> Your objective: Check each line of the records below and collect those holding "KernelKind".

________________________

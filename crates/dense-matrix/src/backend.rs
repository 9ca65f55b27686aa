use dense_gemm_core::{default_params, KernelKind, ENV_KERNEL, ENV_VLEN};

/// Multiply kernels available to [`Mat::matmul`](crate::Mat::matmul).
#[derive(Debug, Clone, Copy, PartialEq, Eq)]
pub enum Backend {
    /// Column-by-column accumulation with zero skipping.
    SparseColumn,
    /// Inner dimension split into viewports of `vlen` rows.
    Viewport,
}

impl Backend {
    /// The backend selected by the process-wide kernel parameters.
    pub fn current() -> Self {
        Backend::from(default_params().kernel)
    }

    /// Get a description of the active kernel configuration.
    pub fn description() -> String {
        let params = default_params();
        match Self::current() {
            Backend::SparseColumn => "sparse column (zero skipping)".to_string(),
            Backend::Viewport => format!("viewport (vlen {}, zero skipping)", params.vlen),
        }
    }
}

impl From<KernelKind> for Backend {
    fn from(kind: KernelKind) -> Self {
        match kind {
            KernelKind::SparseColumn => Backend::SparseColumn,
            KernelKind::Viewport => Backend::Viewport,
        }
    }
}

/// Get information about the library configuration.
pub fn version_info() -> String {
    format!(
        "dense-matrix v{}\nBackend: {}\nConfigured by: {}, {}",
        env!("CARGO_PKG_VERSION"),
        Backend::description(),
        ENV_KERNEL,
        ENV_VLEN
    )
}

#[cfg(test)]
mod tests {
    use super::*;

    #[test]
    fn test_backend_matches_params() {
        assert_eq!(Backend::current(), Backend::from(default_params().kernel));
    }

    #[test]
    fn test_backend_description_not_empty() {
        let desc = Backend::description();
        assert!(desc.contains("sparse column") || desc.contains("viewport"));
    }

    #[test]
    fn test_version_info_format() {
        let info = version_info();
        assert!(info.contains("dense-matrix v"));
        assert!(info.contains("Backend:"));
        assert!(info.contains("DENSE_GEMM_KERNEL"));
    }

    #[test]
    fn test_backend_from_kind() {
        assert_eq!(Backend::from(KernelKind::Viewport), Backend::Viewport);
        assert_ne!(Backend::SparseColumn, Backend::Viewport);
    }
}
use std::fmt::{Debug, Display};
use std::ops::{Add, AddAssign, Div, Mul, MulAssign, Neg, Sub};

use num_complex::Complex;

/// Trait for element types stored in a dense matrix.
///
/// Implemented for real floats and for complex numbers built on them.
/// Shape and indexing logic never looks at the values; everything numeric
/// goes through this trait.
pub trait DenseScalar:
    Copy
    + Clone
    + Send
    + Sync
    + Debug
    + Display
    + PartialEq
    + Default
    + Add<Output = Self>
    + Sub<Output = Self>
    + Mul<Output = Self>
    + Div<Output = Self>
    + Neg<Output = Self>
    + AddAssign
    + MulAssign
    + 'static
{
    /// True for complex-valued scalars.
    const IS_COMPLEX: bool;

    /// The additive identity.
    fn zero() -> Self;

    /// The multiplicative identity.
    fn one() -> Self;

    /// Exact comparison against zero. Used by the multiply kernels to skip
    /// whole columns of work.
    fn is_zero(self) -> bool;

    /// Build a scalar from a real value (imaginary part zero).
    fn from_real(re: f64) -> Self;

    /// Absolute value (modulus for complex) widened to `f64`.
    fn modulus(self) -> f64;

    /// Natural exponential.
    fn exp(self) -> Self;

    /// Natural logarithm.
    fn ln(self) -> Self;

    /// Raise to the power `e`.
    fn pow(self, e: Self) -> Self;
}

macro_rules! impl_dense_scalar_float {
    ($($t:ty),*) => {
        $(
            impl DenseScalar for $t {
                const IS_COMPLEX: bool = false;

                #[inline(always)]
                fn zero() -> Self {
                    0.0
                }

                #[inline(always)]
                fn one() -> Self {
                    1.0
                }

                #[inline(always)]
                fn is_zero(self) -> bool {
                    self == 0.0
                }

                #[inline(always)]
                fn from_real(re: f64) -> Self {
                    re as $t
                }

                #[inline(always)]
                fn modulus(self) -> f64 {
                    <$t>::abs(self) as f64
                }

                #[inline(always)]
                fn exp(self) -> Self {
                    <$t>::exp(self)
                }

                #[inline(always)]
                fn ln(self) -> Self {
                    <$t>::ln(self)
                }

                #[inline(always)]
                fn pow(self, e: Self) -> Self {
                    <$t>::powf(self, e)
                }
            }
        )*
    };
}

macro_rules! impl_dense_scalar_complex {
    ($($t:ty),*) => {
        $(
            impl DenseScalar for Complex<$t> {
                const IS_COMPLEX: bool = true;

                #[inline(always)]
                fn zero() -> Self {
                    Complex::new(0.0, 0.0)
                }

                #[inline(always)]
                fn one() -> Self {
                    Complex::new(1.0, 0.0)
                }

                #[inline(always)]
                fn is_zero(self) -> bool {
                    self.re == 0.0 && self.im == 0.0
                }

                #[inline(always)]
                fn from_real(re: f64) -> Self {
                    Complex::new(re as $t, 0.0)
                }

                #[inline(always)]
                fn modulus(self) -> f64 {
                    self.norm() as f64
                }

                #[inline(always)]
                fn exp(self) -> Self {
                    Complex::<$t>::exp(self)
                }

                #[inline(always)]
                fn ln(self) -> Self {
                    Complex::<$t>::ln(self)
                }

                #[inline(always)]
                fn pow(self, e: Self) -> Self {
                    self.powc(e)
                }
            }
        )*
    };
}

impl_dense_scalar_float!(f32, f64);
impl_dense_scalar_complex!(f32, f64);
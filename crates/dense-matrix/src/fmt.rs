//! Text rendering: one bracketed row per line.

use std::fmt;

use dense_types::DenseScalar;

use crate::mat::{Mat, MatRef};

impl<'a, T: DenseScalar> fmt::Display for MatRef<'a, T> {
    /// Writes `[a b]` rows separated by newlines. A precision such as
    /// `{:.2}` is applied to every element.
    fn fmt(&self, f: &mut fmt::Formatter<'_>) -> fmt::Result {
        let (rows, cols) = self.dims.size();
        for i in 0..rows {
            if i > 0 {
                writeln!(f)?;
            }
            f.write_str("[")?;
            for j in 0..cols {
                if j > 0 {
                    f.write_str(" ")?;
                }
                let v = self[(i, j)];
                match f.precision() {
                    Some(p) => write!(f, "{:.*}", p, v)?,
                    None => write!(f, "{}", v)?,
                }
            }
            f.write_str("]")?;
        }
        Ok(())
    }
}

impl<T: DenseScalar> fmt::Display for Mat<T> {
    fn fmt(&self, f: &mut fmt::Formatter<'_>) -> fmt::Result {
        fmt::Display::fmt(&self.as_ref(), f)
    }
}
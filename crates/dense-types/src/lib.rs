//! Scalar types for dense column-major matrices.
//!
//! A matrix holds exactly one flavor of element for its whole lifetime:
//!
//! | Flavor | Type | Ordering ops |
//! |--------|------|--------------|
//! | real | `f64` (also `f32`) | yes, via [`RealScalar`] |
//! | complex | [`Complex64`] (also `Complex32`) | no |
//!
//! # Example
//!
//! ```
//! use dense_types::{Complex64, DenseScalar, RealScalar};
//!
//! assert!(0.0f64.is_zero());
//! assert!(!Complex64::new(0.0, 1.0).is_zero());
//! assert_eq!(f64::neg_infinity().scalar_max(2.0), 2.0);
//! ```

mod scalar;
mod traits;

pub use num_complex::{Complex, Complex32, Complex64};
pub use scalar::DenseScalar;
pub use traits::RealScalar;

/// Prelude module for convenient imports.
pub mod prelude {
    pub use super::{Complex32, Complex64, DenseScalar, RealScalar};
}

#[cfg(test)]
mod tests {
    use super::*;

    fn accepts<T: DenseScalar>(_: T) {}

    #[test]
    fn test_all_types_compile() {
        accepts(1.0f32);
        accepts(1.0f64);
        accepts(Complex32::new(1.0, 0.0));
        accepts(Complex64::new(1.0, 0.0));
    }
}
//! Arithmetic and reductions.
//!
//! Binary element-wise operations (`plus`, `minus`, `mul`, `div`) and the
//! matrix product `times` allocate a fresh result and never touch their
//! operands; on a shape mismatch they return an error instead.
//!
//! Scalar broadcasts (`scale`, `add`, `modulo`) mutate the receiver in place
//! through the apply framework. Each has an `_at` form restricted to a list
//! of positions, where negative positions count from the end.
//!
//! # Example
//!
//! ```
//! use dense_matrix::FloatMatrix;
//!
//! let a = FloatMatrix::from_col_major(&[1.0, 2.0, 3.0, 4.0], 2, 2);
//! let b = FloatMatrix::with_value(2, 2, 1.0);
//!
//! let mut c = a.plus(&b).unwrap();
//! c.scale(2.0).add_at(100.0, &[-1]);
//! assert_eq!(c.as_slice(), &[4.0, 6.0, 8.0, 110.0]);
//! assert_eq!(c.max(), 110.0);
//!
//! assert!(a.plus(&FloatMatrix::zeros(1, 4)).is_err());
//! ```

use dense_types::{DenseScalar, RealScalar};

use crate::error::{shape_mismatch, MatrixError, Result};
use crate::index::LogicalIndex;
use crate::mat::{Mat, MatMut, MatRef};

fn resolve_all<I: LogicalIndex>(indexes: &[I], n: usize) -> impl Iterator<Item = usize> + '_ {
    indexes.iter().map(move |&k| k.resolve(n))
}

fn check_pairs(op: &'static str, indexes: usize, values: usize) -> Result<()> {
    if indexes != values {
        tracing::debug!(op, indexes, values, "paired update length mismatch");
        return Err(MatrixError::ElementCount {
            expected: indexes,
            found: values,
        });
    }
    Ok(())
}

fn log_truncation(op: &'static str, indexes: usize, values: usize) {
    if indexes != values {
        tracing::debug!(
            op,
            indexes,
            values,
            used = indexes.min(values),
            "paired update truncated"
        );
    }
}

// Element-wise binary operations and the true matrix product
impl<'a, T: DenseScalar> MatRef<'a, T> {
    fn zip_new<F>(&self, op: &'static str, other: &MatRef<'_, T>, mut f: F) -> Result<Mat<T>>
    where
        F: FnMut(T, T) -> T,
    {
        if self.dims.size() != other.dims.size() {
            return Err(shape_mismatch(op, self.dims.shape(), other.dims.shape()));
        }
        let data = self.iter().zip(other.iter()).map(|(a, b)| f(a, b)).collect();
        Ok(Mat::from_vec(data, self.dims.rows(), self.dims.cols()))
    }

    /// Element-wise sum `self + other`.
    pub fn plus(&self, other: &MatRef<'_, T>) -> Result<Mat<T>> {
        self.zip_new("plus", other, |a, b| a + b)
    }

    /// Element-wise difference `self - other`.
    pub fn minus(&self, other: &MatRef<'_, T>) -> Result<Mat<T>> {
        self.zip_new("minus", other, |a, b| a - b)
    }

    /// Hadamard product.
    #[allow(clippy::should_implement_trait)]
    pub fn mul(&self, other: &MatRef<'_, T>) -> Result<Mat<T>> {
        self.zip_new("mul", other, |a, b| a * b)
    }

    /// Element-wise quotient.
    #[allow(clippy::should_implement_trait)]
    pub fn div(&self, other: &MatRef<'_, T>) -> Result<Mat<T>> {
        self.zip_new("div", other, |a, b| a / b)
    }

    /// Matrix product `self * other` by row-column dot products.
    ///
    /// One row buffer and one column buffer are filled per step and reused,
    /// so the product allocates nothing beyond its result. Use
    /// [`Mat::matmul`] for the sparsity-aware kernel.
    pub fn times(&self, other: &MatRef<'_, T>) -> Result<Mat<T>> {
        let (m, p) = self.dims.size();
        let (q, n) = other.dims.size();
        if p != q {
            tracing::debug!(a = %self.dims.shape(), b = %other.dims.shape(), "times rejected");
            return Err(MatrixError::InnerDimension {
                left: self.dims.shape(),
                right: other.dims.shape(),
            });
        }

        let mut out = Mat::zeros(m, n);
        let mut row = Vec::with_capacity(p);
        let mut col = Vec::with_capacity(p);
        for i in 0..m {
            self.get_row_array(i, &mut row);
            for j in 0..n {
                other.get_column_array(j, &mut col);
                let mut acc = T::zero();
                for (&x, &y) in row.iter().zip(&col) {
                    acc += x * y;
                }
                out[(i, j)] = acc;
            }
        }
        Ok(out)
    }
}

// Reductions
impl<'a, T: DenseScalar> MatRef<'a, T> {
    /// Sum of all elements.
    pub fn sum(&self) -> T {
        self.iter().fold(T::zero(), |acc, v| acc + v)
    }

    /// Sum of the elements at `indexes`.
    pub fn sum_at<I: LogicalIndex>(&self, indexes: &[I]) -> T {
        let n = self.dims.num_elements();
        resolve_all(indexes, n).fold(T::zero(), |acc, k| acc + self.checked_element(k))
    }

    fn checked_element(&self, k: usize) -> T {
        let n = self.dims.num_elements();
        assert!(k < n, "index {} out of range for {} elements", k, n);
        self.element(k)
    }
}

impl<'a, T: RealScalar> MatRef<'a, T> {
    /// Largest element; `-inf` for an empty matrix, NaN if any element is NaN.
    pub fn max(&self) -> T {
        self.iter().fold(T::neg_infinity(), T::scalar_max)
    }

    /// Largest element among `indexes`; `-inf` when `indexes` is empty.
    pub fn max_at<I: LogicalIndex>(&self, indexes: &[I]) -> T {
        let n = self.dims.num_elements();
        resolve_all(indexes, n).fold(T::neg_infinity(), |acc, k| {
            acc.scalar_max(self.checked_element(k))
        })
    }

    /// Smallest element; `+inf` for an empty matrix, NaN if any element is NaN.
    pub fn min(&self) -> T {
        self.iter().fold(T::pos_infinity(), T::scalar_min)
    }

    /// Smallest element among `indexes`; `+inf` when `indexes` is empty.
    pub fn min_at<I: LogicalIndex>(&self, indexes: &[I]) -> T {
        let n = self.dims.num_elements();
        resolve_all(indexes, n).fold(T::pos_infinity(), |acc, k| {
            acc.scalar_min(self.checked_element(k))
        })
    }
}

// In-place scalar broadcasts
impl<'a, T: DenseScalar> MatMut<'a, T> {
    /// Multiply every element by `alpha`.
    pub fn scale(&mut self, alpha: T) -> &mut Self {
        self.apply_const_in_place(|v, a| v * a, alpha);
        self
    }

    /// Multiply the elements at `indexes` by `alpha`.
    pub fn scale_at<I: LogicalIndex>(&mut self, alpha: T, indexes: &[I]) -> &mut Self {
        let n = self.dims.num_elements();
        self.apply_const_at(resolve_all(indexes, n), |v, a| v * a, alpha);
        self
    }

    /// Add `x` to every element.
    #[allow(clippy::should_implement_trait)]
    pub fn add(&mut self, x: T) -> &mut Self {
        self.apply_const_in_place(|v, x| v + x, x);
        self
    }

    /// Add `x` to the elements at `indexes`.
    pub fn add_at<I: LogicalIndex>(&mut self, x: T, indexes: &[I]) -> &mut Self {
        let n = self.dims.num_elements();
        self.apply_const_at(resolve_all(indexes, n), |v, x| v + x, x);
        self
    }

    /// Multiply element `indexes[i]` by `values[i]`.
    ///
    /// Pairs are consumed up to the shorter of the two lists; surplus
    /// indexes are left untouched.
    pub fn scale_indexes<I: LogicalIndex>(&mut self, indexes: &[I], values: &[T]) -> &mut Self {
        log_truncation("scale_indexes", indexes.len(), values.len());
        self.update_pairs(indexes, values, |v, x| v * x);
        self
    }

    /// Like [`scale_indexes`](Self::scale_indexes), but rejects lists of
    /// different lengths without modifying anything.
    pub fn try_scale_indexes<I: LogicalIndex>(
        &mut self,
        indexes: &[I],
        values: &[T],
    ) -> Result<&mut Self> {
        check_pairs("try_scale_indexes", indexes.len(), values.len())?;
        Ok(self.scale_indexes(indexes, values))
    }

    /// Add `values[i]` to element `indexes[i]`, up to the shorter list.
    pub fn add_indexes<I: LogicalIndex>(&mut self, indexes: &[I], values: &[T]) -> &mut Self {
        log_truncation("add_indexes", indexes.len(), values.len());
        self.update_pairs(indexes, values, |v, x| v + x);
        self
    }

    /// Strict form of [`add_indexes`](Self::add_indexes).
    pub fn try_add_indexes<I: LogicalIndex>(
        &mut self,
        indexes: &[I],
        values: &[T],
    ) -> Result<&mut Self> {
        check_pairs("try_add_indexes", indexes.len(), values.len())?;
        Ok(self.add_indexes(indexes, values))
    }

    fn update_pairs<I, F>(&mut self, indexes: &[I], values: &[T], mut f: F)
    where
        I: LogicalIndex,
        F: FnMut(T, T) -> T,
    {
        let n = self.dims.num_elements();
        for (k, &x) in resolve_all(indexes, n).zip(values) {
            self.apply_const_at(std::iter::once(k), &mut f, x);
        }
    }
}

impl<'a, T: RealScalar> MatMut<'a, T> {
    /// Replace every element by its remainder modulo `x`.
    pub fn modulo(&mut self, x: T) -> &mut Self {
        self.apply_const_in_place(T::scalar_rem, x);
        self
    }

    /// Remainder modulo `x` at `indexes` only.
    pub fn modulo_at<I: LogicalIndex>(&mut self, x: T, indexes: &[I]) -> &mut Self {
        let n = self.dims.num_elements();
        self.apply_const_at(resolve_all(indexes, n), T::scalar_rem, x);
        self
    }
}

impl<T: DenseScalar> Mat<T> {
    /// Element-wise sum; errors if the shapes differ.
    pub fn plus(&self, other: &Mat<T>) -> Result<Mat<T>> {
        self.as_ref().plus(&other.as_ref())
    }

    /// Element-wise difference; errors if the shapes differ.
    pub fn minus(&self, other: &Mat<T>) -> Result<Mat<T>> {
        self.as_ref().minus(&other.as_ref())
    }

    /// Hadamard product; errors if the shapes differ.
    #[allow(clippy::should_implement_trait)]
    pub fn mul(&self, other: &Mat<T>) -> Result<Mat<T>> {
        self.as_ref().mul(&other.as_ref())
    }

    /// Element-wise quotient; errors if the shapes differ.
    #[allow(clippy::should_implement_trait)]
    pub fn div(&self, other: &Mat<T>) -> Result<Mat<T>> {
        self.as_ref().div(&other.as_ref())
    }

    /// Matrix product; errors unless `self.cols == other.rows`.
    pub fn times(&self, other: &Mat<T>) -> Result<Mat<T>> {
        self.as_ref().times(&other.as_ref())
    }

    pub fn sum(&self) -> T {
        self.as_ref().sum()
    }

    pub fn sum_at<I: LogicalIndex>(&self, indexes: &[I]) -> T {
        self.as_ref().sum_at(indexes)
    }

    /// Multiply every element by `alpha`.
    pub fn scale(&mut self, alpha: T) -> &mut Self {
        self.as_mut().scale(alpha);
        self
    }

    /// Multiply the elements at `indexes` by `alpha`.
    ///
    /// ```
    /// use dense_matrix::FloatMatrix;
    ///
    /// let mut a = FloatMatrix::with_value(2, 2, 1.0);
    /// a.scale_at(5.0, &[-1]);
    /// assert_eq!(a.as_slice(), &[1.0, 1.0, 1.0, 5.0]);
    /// ```
    pub fn scale_at<I: LogicalIndex>(&mut self, alpha: T, indexes: &[I]) -> &mut Self {
        self.as_mut().scale_at(alpha, indexes);
        self
    }

    /// Add `x` to every element.
    #[allow(clippy::should_implement_trait)]
    pub fn add(&mut self, x: T) -> &mut Self {
        self.as_mut().add(x);
        self
    }

    /// Add `x` to the elements at `indexes`.
    pub fn add_at<I: LogicalIndex>(&mut self, x: T, indexes: &[I]) -> &mut Self {
        self.as_mut().add_at(x, indexes);
        self
    }

    /// See [`MatMut::scale_indexes`].
    pub fn scale_indexes<I: LogicalIndex>(&mut self, indexes: &[I], values: &[T]) -> &mut Self {
        self.as_mut().scale_indexes(indexes, values);
        self
    }

    pub fn try_scale_indexes<I: LogicalIndex>(
        &mut self,
        indexes: &[I],
        values: &[T],
    ) -> Result<&mut Self> {
        self.as_mut().try_scale_indexes(indexes, values)?;
        Ok(self)
    }

    /// See [`MatMut::add_indexes`].
    pub fn add_indexes<I: LogicalIndex>(&mut self, indexes: &[I], values: &[T]) -> &mut Self {
        self.as_mut().add_indexes(indexes, values);
        self
    }

    pub fn try_add_indexes<I: LogicalIndex>(
        &mut self,
        indexes: &[I],
        values: &[T],
    ) -> Result<&mut Self> {
        self.as_mut().try_add_indexes(indexes, values)?;
        Ok(self)
    }
}

impl<T: RealScalar> Mat<T> {
    pub fn max(&self) -> T {
        self.as_ref().max()
    }

    pub fn max_at<I: LogicalIndex>(&self, indexes: &[I]) -> T {
        self.as_ref().max_at(indexes)
    }

    pub fn min(&self) -> T {
        self.as_ref().min()
    }

    pub fn min_at<I: LogicalIndex>(&self, indexes: &[I]) -> T {
        self.as_ref().min_at(indexes)
    }

    /// Replace every element by its remainder modulo `x`.
    pub fn modulo(&mut self, x: T) -> &mut Self {
        self.as_mut().modulo(x);
        self
    }

    pub fn modulo_at<I: LogicalIndex>(&mut self, x: T, indexes: &[I]) -> &mut Self {
        self.as_mut().modulo_at(x, indexes);
        self
    }
}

________________________

> Worked solution:
use dense_gemm_core::{default_params, KernelKind, ENV_KERNEL, ENV_VLEN};
impl From<KernelKind> for Backend {
    fn from(kind: KernelKind) -> Self {
            KernelKind::SparseColumn => Backend::SparseColumn,
            KernelKind::Viewport => Backend::Viewport,
        assert_eq!(Backend::from(KernelKind::Viewport), Backend::Viewport);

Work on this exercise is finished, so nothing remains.